> TASK DETAILS: Once you find the line with "Icons referenced by" in the data that follows, repeat it and every line after it exactly, through the line with "let tag = match".
#### DATASET RECORDS
//! Rewriting of references inside downloaded page bodies.
//!
//! The rendered body of a page still points at the remote server: images load
//! from `/download/attachments/<page>/<file>`, and links to other pages use one
//! of several URL shapes. This module turns those references into paths inside
//! the archive, as seen from a page in `pages/`:
//!
//! | Reference | Becomes |
//! |-----------|---------|
//! | `<img src=".../download/attachments/42/a.png?version=2">` | `../attachments/42/a.png` |
//! | `<a data-linked-resource-id="42">` | `<slug>--42.html` |
//! | `<a href="/spaces/X/pages/42/Title">` | `<slug>--42.html` |
//! | `<a href="/pages/viewpage.action?pageId=42">` | `<slug>--42.html` |
//! | `<img src="/wiki/images/icons/emoticons/smile.svg">` | `../attachments/_icons/emoticons/smile.svg` |
//!
//! A reference to a page, attachment or icon that is not part of the export
//! keeps pointing at the server and gets a `data-unresolved="true"` attribute,
//! so the archive stays honest about what it does not contain. Root-relative
//! URLs resolve against the origin (scheme and host) of the site, since the
//! bodies already carry the context path (`/wiki/...`).
//!
//! Only `<img>` and `<a>` opening tags are touched; everything else passes
//! through byte for byte.

use crate::naming::{attachment_path, href, icon_path};
use crate::types::Tree;
use percent_encoding::percent_decode_str;
use regex::{Captures, Regex};
use std::collections::{HashMap, HashSet};
use std::sync::LazyLock;

static TAG_RE: LazyLock<Regex> = LazyLock::new(|| Regex::new(r"(?is)<(img|a)\b[^>]*>").unwrap());

static ATTR_RE: LazyLock<Regex> = LazyLock::new(|| {
    Regex::new(r#"(?is)\s([a-z][a-z0-9_:-]*)\s*=\s*(?:"([^"]*)"|'([^']*)')"#).unwrap()
});

static PAGES_RE: LazyLock<Regex> = LazyLock::new(|| Regex::new(r"/pages/(\d+)").unwrap());

static PAGE_ID_RE: LazyLock<Regex> = LazyLock::new(|| Regex::new(r"pageId=(\d+)").unwrap());

static ATTACHMENT_RE: LazyLock<Regex> = LazyLock::new(|| {
    Regex::new(r"/download/(?:attachments|thumbnails)/([^/?#]+)/([^/?#]+)").unwrap()
});

static ICON_RE: LazyLock<Regex> = LazyLock::new(|| Regex::new(r"/images/icons/([^?#]+)").unwrap());

/// Scheme and host of `url`, without any path.
///
/// `https://acme.atlassian.net/wiki` → `https://acme.atlassian.net`.
pub fn url_origin(url: &str) -> &str {
    let url = url.trim().trim_end_matches('/');
    let host_start = url.find("://").map_or(0, |i| i + 3);
    match url[host_start..].find('/') {
        Some(i) => &url[..host_start + i],
        None => url,
    }
}

/// Files present in the archive for the page being rewritten.
#[derive(Debug, Clone, Default)]
pub struct LocalFiles {
    /// Attachment file names downloaded for this page.
    pub attachments: HashSet<String>,
    /// Icon keys (`emoticons/smile.svg`) present under `attachments/_icons/`.
    pub icons: HashSet<String>,
}

/// Where references may point: the pages of the frozen tree.
#[derive(Debug)]
pub struct LinkTargets<'a> {
    pages: HashMap<&'a str, &'a str>,
    base_url: Option<String>,
}

impl<'a> LinkTargets<'a> {
    pub fn new(tree: &'a Tree) -> Self {
        Self {
            pages: tree.path_index(),
            base_url: None,
        }
    }

    /// Site URL for references that stay remote.
    ///
    /// Only its origin is kept: root-relative references resolve against it.
    pub fn with_base_url(mut self, base_url: Option<&str>) -> Self {
        self.base_url = base_url.map(|u| url_origin(u).to_string());
        self
    }

    /// `href` from one page file to the page with `id`, if it is exported.
    fn page_href(&self, id: &str) -> Option<String> {
        let path = self.pages.get(id)?;
        let file = path.rsplit('/').next().unwrap_or(path);
        Some(format!("{}.html", href(file)))
    }

    fn absolutize(&self, url: &str) -> Option<String> {
        match &self.base_url {
            Some(base) if url.starts_with('/') && !url.starts_with("//") => {
                Some(format!("{base}{url}"))
            }
            _ => None,
        }
    }
}

/// A rewritten body and the references that could not be made local.
#[derive(Debug, Default, Clone, PartialEq)]
pub struct Rewritten {
    pub html: String,
    /// Original `href`/`src` values left pointing at the server.
    pub unresolved: Vec<String>,
}

/// Icons referenced by `<img>` tags of a body, as `(key, src)` pairs.
///
/// The key is the path below `/images/icons/`, decoded; each key appears once.
pub fn icon_references(body: &str) -> Vec<(String, String)> {
    let mut seen = HashSet::new();
    TAG_RE
        .captures_iter(body)
        .filter(|caps| caps[1].eq_ignore_ascii_case("img"))
        .filter_map(|caps| attr_value(&caps[0], "src"))
        .filter_map(|src| icon_key(&src).map(|key| (key, src)))
        .filter(|(key, _)| seen.insert(key.clone()))
        .collect()
}

fn icon_key(url: &str) -> Option<String> {
    let caps = ICON_RE.captures(url)?;
    let key = percent_decode_str(&caps[1]).decode_utf8_lossy().into_owned();
    (!key.is_empty()).then_some(key)
}

/// Rewrite the `<img>` and `<a>` references of one page body.
///
/// `local` holds what was actually downloaded for `node_id`. Attachments of
/// *other* exported pages are assumed present, since every page downloads its
/// own.
pub fn rewrite_body(
    body: &str,
    node_id: &str,
    targets: &LinkTargets<'_>,
    local: &LocalFiles,
) -> Rewritten {
    let mut unresolved = Vec::new();
    let html = TAG_RE
        .replace_all(body, |caps: &Captures| {
            let tag = &caps[0];
            let rewritten = if caps[1].eq_ignore_ascii_case("img") {
                rewrite_img(tag, node_id, targets, local)
            } else {
                rewrite_anchor(tag, node_id, targets, local)
            };
            match rewritten {
                Rewrite::Keep => tag.to_string(),
                Rewrite::Local { attr, value } | Rewrite::Remote { attr, value } => {
                    set_attr(tag, attr, &value)
                }
                Rewrite::Unresolved { attr, original } => {
                    let tag = match targets.absolutize(&original) {
                        Some(abs) => set_attr(tag, attr, &abs),
                        None => tag.to_string(),
                    };
                    unresolved.push(original);
                    mark_unresolved(&tag)
                }
            }
        })
        .into_owned();
    Rewritten { html, unresolved }
}

enum Rewrite {
    Keep,
    Local { attr: &'static str, value: String },
    Remote { attr: &'static str, value: String },
    Unresolved { attr: &'static str, original: String },
}

fn rewrite_img(tag: &str, node_id: &str, targets: &LinkTargets<'_>, local: &LocalFiles) -> Rewrite {
    let Some(src) = attr_value(tag, "src") else {
        return Rewrite::Keep;
    };
    if let Some(rewrite) = rewrite_attachment("src", &src, node_id, targets, &local.attachments) {
        return rewrite;
    }
    if let Some(key) = icon_key(&src) {
        return if local.icons.contains(&key) {
            Rewrite::Local {
                attr: "src",
                value: href(&format!("../{}", icon_path(&key))),
            }
        } else {
            Rewrite::Unresolved {
                attr: "src",
                original: src,
            }
        };
    }
    match targets.absolutize(&src) {
        Some(value) => Rewrite::Remote { attr: "src", value },
        None => Rewrite::Keep,
    }
}

fn rewrite_anchor(tag: &str, node_id: &str, targets: &LinkTargets<'_>, local: &LocalFiles) -> Rewrite {
    let Some(link) = attr_value(tag, "href") else {
        return Rewrite::Keep;
    };
    if link.starts_with('#') {
        return Rewrite::Keep;
    }
    if let Some(rewrite) = rewrite_attachment("href", &link, node_id, targets, &local.attachments) {
        return rewrite;
    }

    let Some(target) = linked_page_id(tag, &link) else {
        return match targets.absolutize(&link) {
            Some(value) => Rewrite::Remote { attr: "href", value },
            None => Rewrite::Keep,
        };
    };
    match targets.page_href(&target) {
        Some(mut value) => {
            if let Some((_, fragment)) = link.split_once('#') {
                value.push('#');
                value.push_str(fragment);
            }
            Rewrite::Local { attr: "href", value }
        }
        None => Rewrite::Unresolved {
            attr: "href",
            original: link,
        },
    }
}

/// Map a `/download/attachments/<page>/<file>` URL to the archive.
///
/// `None` when `url` is not an attachment URL at all.
fn rewrite_attachment(
    attr: &'static str,
    url: &str,
    node_id: &str,
    targets: &LinkTargets<'_>,
    local_attachments: &HashSet<String>,
) -> Option<Rewrite> {
    let caps = ATTACHMENT_RE.captures(url)?;
    let owner = percent_decode_str(&caps[1]).decode_utf8_lossy().into_owned();
    let filename = percent_decode_str(&caps[2]).decode_utf8_lossy().into_owned();

    let present = if owner == node_id {
        local_attachments.contains(&filename)
    } else {
        targets.pages.contains_key(owner.as_str())
    };
    Some(if present {
        Rewrite::Local {
            attr,
            value: href(&format!("../{}", attachment_path(&owner, &filename))),
        }
    } else {
        Rewrite::Unresolved {
            attr,
            original: url.to_string(),
        }
    })
}

/// Page id an anchor points at, from the linked-resource attribute or the URL.
fn linked_page_id(tag: &str, link: &str) -> Option<String> {
    if let Some(id) = attr_value(tag, "data-linked-resource-id") {
        let kind = attr_value(tag, "data-linked-resource-type");
        if kind.as_deref().is_none_or(|k| k == "page") {
            return Some(id);
        }
    }
    PAGES_RE
        .captures(link)
        .or_else(|| PAGE_ID_RE.captures(link))
        .map(|c| c[1].to_string())
}

fn attr_value(tag: &str, name: &str) -> Option<String> {
    ATTR_RE
        .captures_iter(tag)
        .find(|c| c[1].eq_ignore_ascii_case(name))
        .and_then(|c| c.get(2).or_else(|| c.get(3)))
        .map(|m| m.as_str().replace("&amp;", "&"))
}

/// Replace the value of attribute `name` in an opening tag.
fn set_attr(tag: &str, name: &str, value: &str) -> String {
    let Some(value_span) = ATTR_RE
        .captures_iter(tag)
        .find(|c| c[1].eq_ignore_ascii_case(name))
        .and_then(|c| c.get(2).or_else(|| c.get(3)))
    else {
        return tag.to_string();
    };
    let escaped = value.replace('&', "&amp;").replace('"', "&quot;");
    format!(
        "{}{}{}",
        &tag[..value_span.start()],
        escaped,
        &tag[value_span.end()..]
    )
}

fn mark_unresolved(tag: &str) -> String {
    if attr_value(tag, "data-unresolved").is_some() {
        return tag.to_string();
    }
    let body = tag.trim_end_matches('>');
    match body.strip_suffix('/') {
        Some(inner) => format!("{} data-unresolved=\"true\" />", inner.trim_end()),
        None => format!("{body} data-unresolved=\"true\">"),
    }
}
########
> WRITTEN SOLUTION:
/// Icons referenced by `<img>` tags of a body, as `(key, src)` pairs.
///
/// The key is the path below `/images/icons/`, decoded; each key appears once.
pub fn icon_references(body: &str) -> Vec<(String, String)> {
    let mut seen = HashSet::new();
    TAG_RE
        .captures_iter(body)
        .filter(|caps| caps[1].eq_ignore_ascii_case("img"))
        .filter_map(|caps| attr_value(&caps[0], "src"))
        .filter_map(|src| icon_key(&src).map(|key| (key, src)))
        .filter(|(key, _)| seen.insert(key.clone()))
        .collect()
}

fn icon_key(url: &str) -> Option<String> {
    let caps = ICON_RE.captures(url)?;
    let key = percent_decode_str(&caps[1]).decode_utf8_lossy().into_owned();
    (!key.is_empty()).then_some(key)
}

/// Rewrite the `<img>` and `<a>` references of one page body.
///
/// `local` holds what was actually downloaded for `node_id`. Attachments of
/// *other* exported pages are assumed present, since every page downloads its
/// own.
pub fn rewrite_body(
    body: &str,
    node_id: &str,
    targets: &LinkTargets<'_>,
    local: &LocalFiles,
) -> Rewritten {
    let mut unresolved = Vec::new();
    let html = TAG_RE
        .replace_all(body, |caps: &Captures| {
            let tag = &caps[0];
            let rewritten = if caps[1].eq_ignore_ascii_case("img") {
                rewrite_img(tag, node_id, targets, local)
            } else {
                rewrite_anchor(tag, node_id, targets, local)
            };
            match rewritten {
                Rewrite::Keep => tag.to_string(),
                Rewrite::Local { attr, value } | Rewrite::Remote { attr, value } => {
                    set_attr(tag, attr, &value)
                }
                Rewrite::Unresolved { attr, original } => {
                    let tag = match targets.absolutize(&original) {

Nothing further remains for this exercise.